What you will do: Whenever a line in the entries below contains the string "version", copy that line.

+===+

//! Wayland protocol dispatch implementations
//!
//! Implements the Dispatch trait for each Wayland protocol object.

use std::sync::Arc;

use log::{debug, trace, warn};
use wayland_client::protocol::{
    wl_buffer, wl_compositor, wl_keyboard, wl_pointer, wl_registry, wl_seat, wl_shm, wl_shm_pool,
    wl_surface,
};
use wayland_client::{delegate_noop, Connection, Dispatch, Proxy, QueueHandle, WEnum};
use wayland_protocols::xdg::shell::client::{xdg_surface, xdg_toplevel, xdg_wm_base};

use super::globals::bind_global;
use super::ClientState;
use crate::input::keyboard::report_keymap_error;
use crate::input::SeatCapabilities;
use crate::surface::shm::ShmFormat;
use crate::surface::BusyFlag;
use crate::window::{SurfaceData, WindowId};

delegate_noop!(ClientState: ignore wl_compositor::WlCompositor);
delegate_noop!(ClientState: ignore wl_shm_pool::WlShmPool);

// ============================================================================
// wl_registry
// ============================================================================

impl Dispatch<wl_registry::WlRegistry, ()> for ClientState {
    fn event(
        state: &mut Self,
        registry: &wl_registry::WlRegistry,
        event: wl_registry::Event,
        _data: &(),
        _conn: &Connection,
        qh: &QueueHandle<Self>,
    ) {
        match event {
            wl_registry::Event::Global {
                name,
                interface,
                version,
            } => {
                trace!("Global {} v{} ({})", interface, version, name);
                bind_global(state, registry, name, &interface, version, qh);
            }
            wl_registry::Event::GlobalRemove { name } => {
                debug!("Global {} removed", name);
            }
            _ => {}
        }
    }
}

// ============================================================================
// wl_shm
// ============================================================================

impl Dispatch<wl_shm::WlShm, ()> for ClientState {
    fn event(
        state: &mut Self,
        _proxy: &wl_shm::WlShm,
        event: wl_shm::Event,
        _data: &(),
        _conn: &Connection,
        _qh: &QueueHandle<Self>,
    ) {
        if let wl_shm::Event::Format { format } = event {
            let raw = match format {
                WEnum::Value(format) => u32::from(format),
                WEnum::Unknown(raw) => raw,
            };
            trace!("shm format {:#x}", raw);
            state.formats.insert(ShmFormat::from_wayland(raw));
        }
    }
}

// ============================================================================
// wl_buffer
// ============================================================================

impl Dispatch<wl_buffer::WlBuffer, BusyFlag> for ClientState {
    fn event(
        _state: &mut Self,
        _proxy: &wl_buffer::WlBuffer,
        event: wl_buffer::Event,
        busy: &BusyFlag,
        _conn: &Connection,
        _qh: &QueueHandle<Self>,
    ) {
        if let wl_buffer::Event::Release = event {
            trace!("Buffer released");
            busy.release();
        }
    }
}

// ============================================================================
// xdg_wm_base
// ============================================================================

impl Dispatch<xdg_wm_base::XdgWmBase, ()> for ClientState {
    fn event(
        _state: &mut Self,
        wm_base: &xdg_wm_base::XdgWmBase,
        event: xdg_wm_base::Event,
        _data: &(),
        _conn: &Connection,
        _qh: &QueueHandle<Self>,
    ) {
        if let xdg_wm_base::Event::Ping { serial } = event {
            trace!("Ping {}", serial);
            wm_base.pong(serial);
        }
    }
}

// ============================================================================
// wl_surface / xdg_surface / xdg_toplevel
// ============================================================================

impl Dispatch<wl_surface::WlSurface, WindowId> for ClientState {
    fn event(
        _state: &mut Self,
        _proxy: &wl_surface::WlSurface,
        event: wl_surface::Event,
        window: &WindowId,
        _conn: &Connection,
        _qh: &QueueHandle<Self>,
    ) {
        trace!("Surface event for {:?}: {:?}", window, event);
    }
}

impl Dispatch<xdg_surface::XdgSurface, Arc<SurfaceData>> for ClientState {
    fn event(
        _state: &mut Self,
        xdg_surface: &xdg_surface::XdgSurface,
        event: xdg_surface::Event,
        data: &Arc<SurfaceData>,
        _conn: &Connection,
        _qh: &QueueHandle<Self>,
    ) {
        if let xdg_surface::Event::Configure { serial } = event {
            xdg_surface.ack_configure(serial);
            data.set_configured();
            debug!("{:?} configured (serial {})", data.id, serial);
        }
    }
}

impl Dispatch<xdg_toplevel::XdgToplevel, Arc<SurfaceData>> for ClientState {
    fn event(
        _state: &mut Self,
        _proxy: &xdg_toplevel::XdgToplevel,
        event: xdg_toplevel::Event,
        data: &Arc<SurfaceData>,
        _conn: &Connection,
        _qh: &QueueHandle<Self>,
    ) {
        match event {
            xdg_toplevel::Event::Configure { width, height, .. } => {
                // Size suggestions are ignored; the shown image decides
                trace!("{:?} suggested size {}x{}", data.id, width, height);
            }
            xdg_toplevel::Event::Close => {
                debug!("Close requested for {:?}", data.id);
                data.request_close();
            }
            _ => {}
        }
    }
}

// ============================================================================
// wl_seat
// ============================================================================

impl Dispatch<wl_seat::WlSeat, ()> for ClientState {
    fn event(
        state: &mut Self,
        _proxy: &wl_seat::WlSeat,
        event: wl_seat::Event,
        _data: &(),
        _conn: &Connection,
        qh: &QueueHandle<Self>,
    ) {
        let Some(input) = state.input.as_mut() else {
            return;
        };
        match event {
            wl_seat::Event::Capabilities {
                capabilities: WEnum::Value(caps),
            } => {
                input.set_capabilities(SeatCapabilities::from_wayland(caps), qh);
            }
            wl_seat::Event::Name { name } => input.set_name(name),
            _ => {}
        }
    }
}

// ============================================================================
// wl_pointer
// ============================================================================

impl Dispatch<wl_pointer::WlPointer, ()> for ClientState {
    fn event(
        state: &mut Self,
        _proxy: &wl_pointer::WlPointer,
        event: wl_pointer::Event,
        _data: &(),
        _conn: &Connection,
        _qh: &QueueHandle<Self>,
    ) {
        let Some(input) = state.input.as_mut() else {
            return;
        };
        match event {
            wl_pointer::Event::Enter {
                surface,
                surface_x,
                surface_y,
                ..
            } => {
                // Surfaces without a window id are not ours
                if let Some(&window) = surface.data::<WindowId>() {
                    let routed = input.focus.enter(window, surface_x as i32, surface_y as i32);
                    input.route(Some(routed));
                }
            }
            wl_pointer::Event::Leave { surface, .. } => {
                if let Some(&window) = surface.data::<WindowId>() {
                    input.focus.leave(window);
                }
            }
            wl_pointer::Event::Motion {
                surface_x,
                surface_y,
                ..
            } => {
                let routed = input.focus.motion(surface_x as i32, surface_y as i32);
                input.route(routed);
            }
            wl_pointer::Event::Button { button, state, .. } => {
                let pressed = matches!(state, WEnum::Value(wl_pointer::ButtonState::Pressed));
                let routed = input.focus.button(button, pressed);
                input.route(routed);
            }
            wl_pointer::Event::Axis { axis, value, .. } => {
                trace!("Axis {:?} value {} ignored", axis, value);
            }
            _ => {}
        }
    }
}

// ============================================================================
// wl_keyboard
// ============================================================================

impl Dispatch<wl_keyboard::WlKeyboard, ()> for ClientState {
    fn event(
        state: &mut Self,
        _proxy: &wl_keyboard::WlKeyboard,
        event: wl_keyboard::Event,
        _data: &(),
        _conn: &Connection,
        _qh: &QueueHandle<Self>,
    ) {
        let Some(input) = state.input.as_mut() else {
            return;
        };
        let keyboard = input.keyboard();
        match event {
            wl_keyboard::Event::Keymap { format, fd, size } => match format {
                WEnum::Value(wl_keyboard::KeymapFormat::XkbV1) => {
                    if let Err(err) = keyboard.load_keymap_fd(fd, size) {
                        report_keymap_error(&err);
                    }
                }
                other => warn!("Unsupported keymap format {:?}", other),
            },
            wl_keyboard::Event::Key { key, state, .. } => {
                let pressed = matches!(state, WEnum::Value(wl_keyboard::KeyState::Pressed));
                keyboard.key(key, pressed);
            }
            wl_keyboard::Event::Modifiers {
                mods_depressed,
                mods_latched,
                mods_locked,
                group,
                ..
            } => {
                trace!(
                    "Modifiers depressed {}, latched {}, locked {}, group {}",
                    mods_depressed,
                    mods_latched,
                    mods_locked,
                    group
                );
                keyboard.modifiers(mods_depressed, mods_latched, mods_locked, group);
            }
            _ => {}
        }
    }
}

+===+

Completed task:
                version,
                trace!("Global {} v{} ({})", interface, version, name);
                bind_global(state, registry, name, &interface, version, qh);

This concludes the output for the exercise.